Vu les autres pièces du dossier ;
Vu :
- la loi n° 83-634 du 13 juillet 1983 ;
- la loi n° 84-16 du 11 janvier 1984 ;
- la loi n° 90-568 du 2 juillet 1990 ;
- le décret n° 82-447 du 28 mai 1982 ;
- le code de justice administrative ;
Après avoir entendu en séance publique :
- le rapport de M. Bertrand Mathieu, conseiller d'Etat en service extraordinaire,
- les conclusions de Mme Sophie Roussel, rapporteure publique,
La parole ayant été donnée, après les conclusions, à la SCP Foussard, Froger, avocat de La Poste, et à la SCP Waquet, Farge, Hazan, avocat de M. E....
Considérant ce qui suit :
1. Il ressort des pièces soumis aux juges du fond que M. E..., agent de La Poste affecté à Annecy et bénéficiant de décharges de fonctions à raison de ses responsabilités syndicales, a fait l'objet, par décision prise le 13 juin 2016, d'une exclusion temporaire de fonctions d'une durée de quinze jours, dont huit jours avec sursis, fondée sur quatre motifs tirés respectivement de ce qu'il avait pris la parole de façon intempestive et collective sans autorisation pendant les heures de service et en perturbant l'exploitation des centres de tri de Thonon et d'Annemasse, de ce qu'il avait refusé d'obtempérer aux injonctions des directeurs de ces centres, de ce qu'il n'avait pas respecté les consignes de sécurité d'un espace sécurisé et de ce qu'il avait méconnu les règles d'exercice du droit syndical à La Poste. Par un jugement du 6 décembre 2018, le tribunal administratif de Grenoble a rejeté sa demande tendant à l'annulation de cette décision. La société La Poste se pourvoit en cassation contre l'arrêt du 6 août 2020 par lequel la cour administrative d'appel de Lyon a, sur l'appel de M. E..., annulé ce jugement et la sanction prononcée à l'encontre de celui-ci.
2. Si les agents publics qui exercent des fonctions syndicales disposent de la liberté d'action et d'expression particulière qu'exigent l'exercice de leur mandat et la défense des intérêts des personnels qu'ils représentent, cette liberté doit être conciliée avec le respect des règles encadrant l'exercice du droit syndical dans la fonction publique et le droit de grève, ainsi que de leurs obligations déontologiques et des contraintes liées à la sécurité et au bon fonctionnement du service.
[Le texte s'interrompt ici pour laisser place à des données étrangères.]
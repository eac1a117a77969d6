//! Student records plus their course enrollments. Reads return the full
//! course documents for each enrollment, mirroring what the catalog UI
//! expects.

use std::collections::HashMap;

use rocket::State;
use rocket::http::Status;
use rocket::response::status;
use rocket::serde::json::Json;
use rocket_db_pools::sqlx::{self, FromRow, PgPool};
use rocket_okapi::okapi::schemars::{self, JsonSchema};
use rocket_okapi::openapi;
use serde::Deserialize;

use crate::error::ApiError;
use crate::models::{Course, MessageResponse, Student, StudentWithCourses};

const STUDENT_NOT_FOUND: &str = "Student not found";

#[derive(Debug, Deserialize, JsonSchema)]
pub struct CreateStudentRequest {
    pub name: String,
    pub email: String,
    /// Course ids to enroll in; unknown ids are ignored.
    pub enrolled_courses: Option<Vec<i32>>,
}

#[derive(Debug, Deserialize, JsonSchema)]
pub struct UpdateStudentRequest {
    pub name: Option<String>,
    pub email: Option<String>,
    /// When present, replaces the enrollment set.
    pub enrolled_courses: Option<Vec<i32>>,
}

#[derive(Debug, FromRow)]
struct EnrollmentRow {
    student_id: i32,
    #[sqlx(flatten)]
    course: Course,
}

#[openapi(tag = "Students")]
#[post("/students", data = "<payload>")]
pub async fn create_student(
    payload: Json<CreateStudentRequest>,
    pool: &State<PgPool>,
) -> Result<status::Custom<Json<StudentWithCourses>>, ApiError> {
    let name = payload.name.trim();
    let email = payload.email.trim();

    if name.is_empty() || email.is_empty() {
        return Err(ApiError::BadRequest(
            "Name and email are required".to_string(),
        ));
    }

    let student: Student =
        sqlx::query_as("INSERT INTO students (name, email) VALUES ($1, $2) RETURNING *")
            .bind(name)
            .bind(email)
            .fetch_one(pool.inner())
            .await
            .map_err(duplicate_email)?;

    if let Some(course_ids) = &payload.enrolled_courses {
        replace_enrollments(pool.inner(), student.id, course_ids).await?;
    }

    let enrolled_courses = courses_for_student(pool.inner(), student.id).await?;

    Ok(status::Custom(
        Status::Created,
        Json(StudentWithCourses {
            student,
            enrolled_courses,
        }),
    ))
}

#[openapi(tag = "Students")]
#[get("/students")]
pub async fn list_students(
    pool: &State<PgPool>,
) -> Result<Json<Vec<StudentWithCourses>>, ApiError> {
    let students: Vec<Student> = sqlx::query_as("SELECT * FROM students ORDER BY id")
        .fetch_all(pool.inner())
        .await?;

    let enrollments: Vec<EnrollmentRow> = sqlx::query_as(
        r#"SELECT sc.student_id, c.*
           FROM student_courses sc
           JOIN courses c ON c.id = sc.course_id
           ORDER BY sc.student_id, c.id"#,
    )
    .fetch_all(pool.inner())
    .await?;

    let mut by_student: HashMap<i32, Vec<Course>> = HashMap::new();
    for row in enrollments {
        by_student.entry(row.student_id).or_default().push(row.course);
    }

    let result = students
        .into_iter()
        .map(|student| {
            let enrolled_courses = by_student.remove(&student.id).unwrap_or_default();
            StudentWithCourses {
                student,
                enrolled_courses,
            }
        })
        .collect();

    Ok(Json(result))
}

#[openapi(tag = "Students")]
#[get("/students/<id>")]
pub async fn get_student(
    id: i32,
    pool: &State<PgPool>,
) -> Result<Json<StudentWithCourses>, ApiError> {
    let student: Option<Student> = sqlx::query_as("SELECT * FROM students WHERE id = $1")
        .bind(id)
        .fetch_optional(pool.inner())
        .await?;

    let student = student.ok_or_else(|| ApiError::NotFound(STUDENT_NOT_FOUND.to_string()))?;
    let enrolled_courses = courses_for_student(pool.inner(), student.id).await?;

    Ok(Json(StudentWithCourses {
        student,
        enrolled_courses,
    }))
}

#[openapi(tag = "Students")]
#[put("/students/<id>", data = "<payload>")]
pub async fn update_student(
    id: i32,
    payload: Json<UpdateStudentRequest>,
    pool: &State<PgPool>,
) -> Result<Json<StudentWithCourses>, ApiError> {
    let student: Option<Student> = sqlx::query_as(
        r#"UPDATE students
           SET name = COALESCE($1, name),
               email = COALESCE($2, email)
           WHERE id = $3
           RETURNING *"#,
    )
    .bind(&payload.name)
    .bind(&payload.email)
    .bind(id)
    .fetch_optional(pool.inner())
    .await
    .map_err(duplicate_email)?;

    let student = student.ok_or_else(|| ApiError::NotFound(STUDENT_NOT_FOUND.to_string()))?;

    if let Some(course_ids) = &payload.enrolled_courses {
        replace_enrollments(pool.inner(), student.id, course_ids).await?;
    }

    let enrolled_courses = courses_for_student(pool.inner(), student.id).await?;

    Ok(Json(StudentWithCourses {
        student,
        enrolled_courses,
    }))
}

#[openapi(tag = "Students")]
#[delete("/students/<id>")]
pub async fn delete_student(
    id: i32,
    pool: &State<PgPool>,
) -> Result<Json<MessageResponse>, ApiError> {
    let result = sqlx::query("DELETE FROM students WHERE id = $1")
        .bind(id)
        .execute(pool.inner())
        .await?;

    if result.rows_affected() == 0 {
        return Err(ApiError::NotFound(STUDENT_NOT_FOUND.to_string()));
    }

    Ok(Json(MessageResponse::new("Student deleted")))
}

async fn replace_enrollments(
    pool: &PgPool,
    student_id: i32,
    course_ids: &[i32],
) -> Result<(), ApiError> {
    sqlx::query("DELETE FROM student_courses WHERE student_id = $1")
        .bind(student_id)
        .execute(pool)
        .await?;

    // Only ids that exist in the catalog are linked; dangling ids are
    // silently skipped.
    sqlx::query(
        r#"INSERT INTO student_courses (student_id, course_id)
           SELECT $1, id FROM courses WHERE id = ANY($2)"#,
    )
    .bind(student_id)
    .bind(course_ids.to_vec())
    .execute(pool)
    .await?;

    Ok(())
}

async fn courses_for_student(pool: &PgPool, student_id: i32) -> Result<Vec<Course>, ApiError> {
    let courses: Vec<Course> = sqlx::query_as(
        r#"SELECT c.*
           FROM courses c
           JOIN student_courses sc ON sc.course_id = c.id
           WHERE sc.student_id = $1
           ORDER BY c.id"#,
    )
    .bind(student_id)
    .fetch_all(pool)
    .await?;

    Ok(courses)
}

fn duplicate_email(err: sqlx::Error) -> ApiError {
    if let sqlx::Error::Database(db_err) = &err {
        if db_err.is_unique_violation() {
            return ApiError::Conflict("Email already registered".to_string());
        }
    }
    err.into()
}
3. Pour juger que les faits reprochés à M. E... ne pouvaient être qualifiés de faute disciplinaire, la cour administrative d'appel s'est bornée à relever que l'agent intervenant à titre syndical dans un établissement où il n'est pas affecté ne peut être regardé comme accomplissant une tâche liée à ses fonctions ni, partant, recevoir d'instruction hiérarchique et que l'intéressé ne pouvait dès lors être sanctionné en raison de la méconnaissance des consignes données par la hiérarchie des centres de tri de Thonon et Annemasse. En statuant ainsi, sans rechercher si les consignes en cause relevaient d'obligations de sécurité et de la nécessité d'assurer le bon fonctionnement du service, dont les directeurs des centres de tri sont responsables, la cour a commis une erreur de droit.
4. Il résulte de ce qui précède, sans qu'il soit besoin de se prononcer sur les autres moyens du pourvoi et sans qu'il y ait lieu de faire droit à la substitution de motifs demandée par M. E..., tirée de l'absence de caractérisation d'un manquement au décret du 28 mai 1982 relatif à l'exercice du droit syndical dans la fonction publique, laquelle requiert en tout état de cause une appréciation des faits qui ne saurait relever du juge de cassation, que la société La Poste est fondée à demander l'annulation de l'arrêt qu'elle attaque.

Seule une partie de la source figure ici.